Professional and vocational programs, to an alarming degree, are elbowing liberal arts courses from the core of the curriculum. Indeed, one of the more disturbing trends has been a loss of “core” and “coherence” in curriculum. Between 1970 and 1981 baccalaureate degrees awarded in the arts and sciences (as opposed to “occupational” degrees) fell from 49 to 36 percent. The report also noted a shift in the field interest of entering freshmen, away from the physical sciences, the humanities, and the social sciences. (See Perspectives, October 1984, p. 4.) In part mirroring student demand and preference, the “result is that the college curriculum has become excessively vocational in its orientation, and the bachelor’s degree has lost its potential to foster the shared values and knowledge that bind us together as a society.”

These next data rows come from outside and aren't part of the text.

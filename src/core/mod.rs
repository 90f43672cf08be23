//! Binding engine - model, listener dispatch, error taxonomy
//!
//! Independent of any concrete toolkit: widgets are reached only through
//! `crate::widgets`.

pub mod error;
pub mod listeners;
pub mod model;

pub use error::{BindError, SetterError};
pub use listeners::{Listener, Listeners};
pub use model::Model;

While some institutions (fourteen of fifty state universities) have raised their admission standards, the Study Group laments that there has been far more emphasis on the “input” side of the educational equation (standards for admission) than on the “output” side (the quality and quantity of what students know when they graduate). While declining to say precisely what students should know when they graduate, the Study Group does believe that it is essential for college administrators and faculty to redirect their attention to crafting reasonable “expectations” that accord with the unique characteristics of each institution and student population and to “test” how well students achieve upon, or as a preliminary, to graduation. In a sense, while the bachelor’s degree is becoming a near-universal credential in American society and in the labor force, the wide variance and pluralism of the curriculum, of instruction, and of testing has rendered the bachelor’s degree an indefinite measure of academic learning. Increasingly, we are uncertain of what it means to have one.

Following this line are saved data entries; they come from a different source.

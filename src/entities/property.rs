//! UI property records and the name-keyed property registry.
//!
//! A `UiProperty` owns its canonical `value` plus any auxiliary facet fields
//! written by composite widgets (e.g. a combo box's item list next to its
//! index). `default` is captured once at registration.

use indexmap::IndexMap;
use serde::{Deserialize, Serialize};

use super::value::{PropType, PropValue};

/// Facet name of the canonical value field.
pub const VALUE_FACET: &str = "value";

/// Name-keyed properties in registration order.
pub type Properties = IndexMap<String, UiProperty>;

/// A named value owned by the binding model, independent of any widget.
#[derive(Debug, Clone, PartialEq, Serialize, Deserialize)]
pub struct UiProperty {
    pub name: String,
    #[serde(default)]
    pub value: PropValue,
    #[serde(default)]
    pub default: Option<PropValue>,
    #[serde(default, rename = "type")]
    pub ty: Option<PropType>,
    /// Auxiliary facets keyed by getter name.
    #[serde(default, skip_serializing_if = "IndexMap::is_empty")]
    pub extra: IndexMap<String, PropValue>,
}

impl UiProperty {
    pub fn new(name: impl Into<String>, value: impl Into<PropValue>) -> Self {
        Self {
            name: name.into(),
            value: value.into(),
            default: None,
            ty: None,
            extra: IndexMap::new(),
        }
    }

    /// Property with neither value nor default.
    pub fn unset(name: impl Into<String>) -> Self {
        Self::new(name, PropValue::None)
    }

    pub fn with_default(mut self, default: impl Into<PropValue>) -> Self {
        self.default = Some(default.into());
        self
    }

    pub fn with_type(mut self, ty: PropType) -> Self {
        self.ty = Some(ty);
        self
    }

    /// Read a facet: `"value"` or an auxiliary field (missing -> `None`).
    pub fn field(&self, facet: &str) -> PropValue {
        if facet == VALUE_FACET {
            return self.value.clone();
        }
        self.extra.get(facet).cloned().unwrap_or_default()
    }

    /// Whether the facet was ever recorded. `"value"` always exists.
    pub fn has_field(&self, facet: &str) -> bool {
        facet == VALUE_FACET || self.extra.contains_key(facet)
    }

    /// Write a facet: `"value"` or an auxiliary field.
    pub fn set_field(&mut self, facet: &str, value: PropValue) {
        if facet == VALUE_FACET {
            self.value = value;
        } else {
            self.extra.insert(facet.to_string(), value);
        }
    }

    /// Recorded default, `None` when neither default nor value were ever set.
    pub fn default_value(&self) -> PropValue {
        self.default.clone().unwrap_or_default()
    }

    /// Restore `value` from `default`.
    pub fn reset(&mut self) {
        self.value = self.default_value();
    }
}

/// Build the registry from an ordered list.
///
/// Unset defaults are copied from `value`. Duplicate names overwrite the
/// earlier record (last write wins) but keep the first position.
pub fn setup_properties(properties: Vec<UiProperty>) -> Properties {
    let mut map = Properties::with_capacity(properties.len());
    for mut prop in properties {
        if prop.default.is_none() {
            prop.default = Some(prop.value.clone());
        }
        if map.contains_key(&prop.name) {
            log::debug!("Property '{}' registered twice, keeping the last definition", prop.name);
        }
        map.insert(prop.name.clone(), prop);
    }
    map
}

/// Types that provide the initial property list of a model.
///
/// The default hook registers nothing.
pub trait PropertySetup {
    fn initialize_properties(&self) -> Vec<UiProperty> {
        Vec::new()
    }
}

#[cfg(test)]
mod tests {
    use super::*;

    #[test]
    fn test_setup_copies_default_from_value() {
        let props = setup_properties(vec![
            UiProperty::new("volume", 0),
            UiProperty::new("name", "main").with_default("fallback"),
            UiProperty::unset("empty"),
        ]);
        assert_eq!(props["volume"].default, Some(PropValue::Int(0)));
        assert_eq!(props["name"].default, Some(PropValue::Str("fallback".into())));
        assert_eq!(props["empty"].default, Some(PropValue::None));
    }

    #[test]
    fn test_setup_duplicate_last_wins() {
        let props = setup_properties(vec![
            UiProperty::new("a", 1),
            UiProperty::new("b", 2),
            UiProperty::new("a", 3),
        ]);
        assert_eq!(props.len(), 2);
        assert_eq!(props["a"].value, PropValue::Int(3));
        assert_eq!(props.get_index(0).map(|(k, _)| k.as_str()), Some("a"));
    }

    #[test]
    fn test_fields_and_reset() {
        let mut prop = UiProperty::new("device", 1);
        prop.set_field("current_text", "Speakers".into());
        assert_eq!(prop.field("current_text"), PropValue::Str("Speakers".into()));
        assert_eq!(prop.field("missing"), PropValue::None);
        assert!(prop.has_field("value"));
        assert!(!prop.has_field("missing"));

        let mut props = setup_properties(vec![prop]);
        let device = props.get_mut("device").unwrap();
        device.set_field(VALUE_FACET, PropValue::Int(4));
        device.reset();
        assert_eq!(device.value, PropValue::Int(1));
    }

    #[test]
    fn test_default_hook_is_empty() {
        struct Nothing;
        impl PropertySetup for Nothing {}
        assert!(Nothing.initialize_properties().is_empty());
    }
}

There is also concern about conditions affecting the faculty. Faculty salaries, in terms of purchasing power, have never really recovered from the years of high inflation in the 1970s. The report estimates a loss of about 20 percent since 1975. There is a noticeable trend toward hiring of part-time faculty, up from 23 percent of the total faculty population in 1966 to 41 percent in 1980. The effect, the Study Group believes, has rippled throughout higher education institutions: “The higher the proportion of part-time faculty, the more difficult it becomes to maintain collegiality, to assure continuity in the instructional program, and to preserve coherence in the curriculum.” Freshmen identifying “college professor” as their primary career interest dropped from 1.8 percent in 1966 to .2 percent in 1982, a trend that “bodes ill for the future of higher education.”
It is against this backdrop that the Study Group developed its recommendations, twenty-seven in all. Key to the improvement of undergraduate education is promoting an “involvement in learning” that will “renew the trust our students and our Nation place in higher education, especially in the undergraduate years.” And while the recommendations cut across practically every level of institutional life, the Study Group’s guiding principle is the encouragement of new and higher standards of “student involvement.” By involvement is meant virtually every point of contact a student has with the institution as part of that student’s learning experience.
The barriers to student involvement are palpable. The burgeoning size of institutions and their attendant bureaucracies, expanding campus enrollments, the diversity of the student body (particularly in age, as only two in three freshmen now enter college immediately after high school), and the growth in numbers of students who commute to college (more than half now commute to and from college daily, and two in five are part-time students) are all factors the Study Group believes diminish the quantity and quality-of student involvement. Contending with an impersonal environment leads to student passivity in learning, one of the “warning signals” the Study Group seeks to broadcast. Meeting this challenge is central to improving undergraduate education.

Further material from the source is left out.